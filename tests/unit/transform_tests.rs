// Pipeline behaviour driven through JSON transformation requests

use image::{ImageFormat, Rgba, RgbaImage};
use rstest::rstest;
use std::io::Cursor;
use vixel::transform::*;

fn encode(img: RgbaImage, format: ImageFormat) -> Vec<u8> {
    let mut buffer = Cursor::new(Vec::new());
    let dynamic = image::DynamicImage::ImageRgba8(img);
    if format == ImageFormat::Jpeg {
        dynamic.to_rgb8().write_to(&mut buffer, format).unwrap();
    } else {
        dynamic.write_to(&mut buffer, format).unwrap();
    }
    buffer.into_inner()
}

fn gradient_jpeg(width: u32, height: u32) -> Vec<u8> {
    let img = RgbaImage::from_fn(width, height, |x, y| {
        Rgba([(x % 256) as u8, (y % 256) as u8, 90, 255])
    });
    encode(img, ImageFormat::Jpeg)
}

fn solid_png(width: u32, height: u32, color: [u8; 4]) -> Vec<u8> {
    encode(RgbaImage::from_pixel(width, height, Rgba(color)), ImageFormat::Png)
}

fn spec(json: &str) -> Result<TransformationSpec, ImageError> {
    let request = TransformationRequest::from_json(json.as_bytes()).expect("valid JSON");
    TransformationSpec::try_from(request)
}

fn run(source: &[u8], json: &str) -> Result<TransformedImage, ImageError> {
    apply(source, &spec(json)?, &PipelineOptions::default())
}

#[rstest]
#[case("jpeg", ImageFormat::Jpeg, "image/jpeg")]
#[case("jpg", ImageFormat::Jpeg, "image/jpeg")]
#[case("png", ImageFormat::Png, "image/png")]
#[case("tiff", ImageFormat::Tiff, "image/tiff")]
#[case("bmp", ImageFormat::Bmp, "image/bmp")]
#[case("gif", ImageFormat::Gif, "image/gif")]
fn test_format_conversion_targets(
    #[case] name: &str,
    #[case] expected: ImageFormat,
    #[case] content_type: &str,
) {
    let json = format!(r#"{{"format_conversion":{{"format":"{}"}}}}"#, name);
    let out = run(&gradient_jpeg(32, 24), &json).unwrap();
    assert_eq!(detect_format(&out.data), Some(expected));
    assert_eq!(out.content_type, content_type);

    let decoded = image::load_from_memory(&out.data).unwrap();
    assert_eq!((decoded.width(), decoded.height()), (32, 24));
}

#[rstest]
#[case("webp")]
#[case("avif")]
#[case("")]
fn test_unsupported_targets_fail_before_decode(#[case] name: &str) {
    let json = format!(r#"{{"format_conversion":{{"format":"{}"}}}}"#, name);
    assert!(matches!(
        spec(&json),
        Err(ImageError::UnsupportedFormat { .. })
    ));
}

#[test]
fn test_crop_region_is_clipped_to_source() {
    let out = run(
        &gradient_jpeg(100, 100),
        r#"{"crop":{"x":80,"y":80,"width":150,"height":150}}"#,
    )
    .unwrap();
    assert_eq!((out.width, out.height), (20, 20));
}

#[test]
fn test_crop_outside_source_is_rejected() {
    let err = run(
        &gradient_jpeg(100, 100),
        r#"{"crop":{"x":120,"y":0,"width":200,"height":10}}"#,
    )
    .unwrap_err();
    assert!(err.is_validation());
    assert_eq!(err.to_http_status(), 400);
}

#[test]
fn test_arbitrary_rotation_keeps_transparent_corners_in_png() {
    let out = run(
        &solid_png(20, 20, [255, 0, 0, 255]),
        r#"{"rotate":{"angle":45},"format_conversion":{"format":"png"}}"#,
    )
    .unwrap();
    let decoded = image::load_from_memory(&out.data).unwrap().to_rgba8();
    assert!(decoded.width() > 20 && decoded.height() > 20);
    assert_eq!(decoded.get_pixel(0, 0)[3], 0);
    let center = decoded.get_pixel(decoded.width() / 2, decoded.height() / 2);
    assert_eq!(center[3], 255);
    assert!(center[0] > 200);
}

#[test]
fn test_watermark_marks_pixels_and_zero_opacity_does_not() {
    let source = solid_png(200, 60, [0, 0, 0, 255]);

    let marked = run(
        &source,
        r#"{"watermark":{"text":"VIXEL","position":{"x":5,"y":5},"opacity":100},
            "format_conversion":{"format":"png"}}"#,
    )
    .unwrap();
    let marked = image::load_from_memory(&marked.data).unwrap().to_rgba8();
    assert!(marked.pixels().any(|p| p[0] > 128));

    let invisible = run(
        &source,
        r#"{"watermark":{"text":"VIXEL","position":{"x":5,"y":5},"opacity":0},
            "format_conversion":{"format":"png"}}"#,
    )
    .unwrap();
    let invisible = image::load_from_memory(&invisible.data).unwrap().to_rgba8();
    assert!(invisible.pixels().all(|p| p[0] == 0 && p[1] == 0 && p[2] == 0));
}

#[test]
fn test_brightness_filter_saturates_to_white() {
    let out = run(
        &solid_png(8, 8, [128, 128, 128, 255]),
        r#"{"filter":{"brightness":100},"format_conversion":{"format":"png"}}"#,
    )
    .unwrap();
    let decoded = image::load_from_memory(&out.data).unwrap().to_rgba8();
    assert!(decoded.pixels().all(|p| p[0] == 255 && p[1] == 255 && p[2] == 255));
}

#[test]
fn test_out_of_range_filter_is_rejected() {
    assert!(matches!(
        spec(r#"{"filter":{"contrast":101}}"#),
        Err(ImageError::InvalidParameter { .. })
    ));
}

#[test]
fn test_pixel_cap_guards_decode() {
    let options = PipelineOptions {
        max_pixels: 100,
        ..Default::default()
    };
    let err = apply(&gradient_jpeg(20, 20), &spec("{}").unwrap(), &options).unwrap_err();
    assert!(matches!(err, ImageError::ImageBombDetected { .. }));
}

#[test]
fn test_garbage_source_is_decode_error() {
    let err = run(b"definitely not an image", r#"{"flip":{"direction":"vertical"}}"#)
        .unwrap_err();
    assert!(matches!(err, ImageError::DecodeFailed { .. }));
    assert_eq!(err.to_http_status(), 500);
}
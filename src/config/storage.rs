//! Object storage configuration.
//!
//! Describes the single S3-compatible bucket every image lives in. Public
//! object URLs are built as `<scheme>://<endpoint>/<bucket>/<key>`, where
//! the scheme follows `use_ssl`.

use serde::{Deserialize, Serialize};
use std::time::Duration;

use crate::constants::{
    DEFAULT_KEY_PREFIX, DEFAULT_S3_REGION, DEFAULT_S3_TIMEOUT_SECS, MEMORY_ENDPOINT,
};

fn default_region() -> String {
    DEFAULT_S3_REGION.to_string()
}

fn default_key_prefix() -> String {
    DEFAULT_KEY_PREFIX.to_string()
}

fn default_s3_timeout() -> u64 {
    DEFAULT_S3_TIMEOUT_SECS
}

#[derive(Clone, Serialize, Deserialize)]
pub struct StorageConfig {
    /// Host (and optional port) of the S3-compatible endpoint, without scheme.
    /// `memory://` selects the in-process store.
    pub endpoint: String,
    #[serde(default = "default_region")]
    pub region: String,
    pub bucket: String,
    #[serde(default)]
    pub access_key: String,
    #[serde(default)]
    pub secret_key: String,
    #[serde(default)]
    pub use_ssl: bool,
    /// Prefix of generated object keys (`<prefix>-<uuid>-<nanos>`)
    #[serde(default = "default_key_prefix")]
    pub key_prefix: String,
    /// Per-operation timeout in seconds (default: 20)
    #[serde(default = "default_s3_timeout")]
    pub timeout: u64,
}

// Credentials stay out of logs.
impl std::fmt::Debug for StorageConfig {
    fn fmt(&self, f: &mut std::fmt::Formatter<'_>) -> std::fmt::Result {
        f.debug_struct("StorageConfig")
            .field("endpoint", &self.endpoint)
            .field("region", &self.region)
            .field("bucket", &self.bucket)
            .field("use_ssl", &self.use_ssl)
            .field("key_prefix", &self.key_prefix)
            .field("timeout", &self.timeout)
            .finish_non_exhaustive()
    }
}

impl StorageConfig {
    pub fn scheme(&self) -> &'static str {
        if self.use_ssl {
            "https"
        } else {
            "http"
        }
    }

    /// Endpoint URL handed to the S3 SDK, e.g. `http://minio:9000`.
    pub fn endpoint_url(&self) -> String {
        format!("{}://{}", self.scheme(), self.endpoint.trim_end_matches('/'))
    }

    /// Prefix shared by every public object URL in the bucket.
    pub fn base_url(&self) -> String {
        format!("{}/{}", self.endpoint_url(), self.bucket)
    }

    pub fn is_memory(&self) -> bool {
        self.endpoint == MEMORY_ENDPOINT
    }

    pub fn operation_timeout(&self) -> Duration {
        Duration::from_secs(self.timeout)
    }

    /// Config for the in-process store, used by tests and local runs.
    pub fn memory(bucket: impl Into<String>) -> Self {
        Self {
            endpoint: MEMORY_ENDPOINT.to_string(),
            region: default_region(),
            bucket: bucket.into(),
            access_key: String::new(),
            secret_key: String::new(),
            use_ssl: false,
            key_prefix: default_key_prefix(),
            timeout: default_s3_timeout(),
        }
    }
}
◇ ◇ ◇ ◇ ◇
• _Exercise directions_:
Show each line of the material above where "TransformationSpec" occurs.

• _Answer area_:
fn spec(json: &str) -> Result<TransformationSpec, ImageError> {
    TransformationSpec::try_from(request)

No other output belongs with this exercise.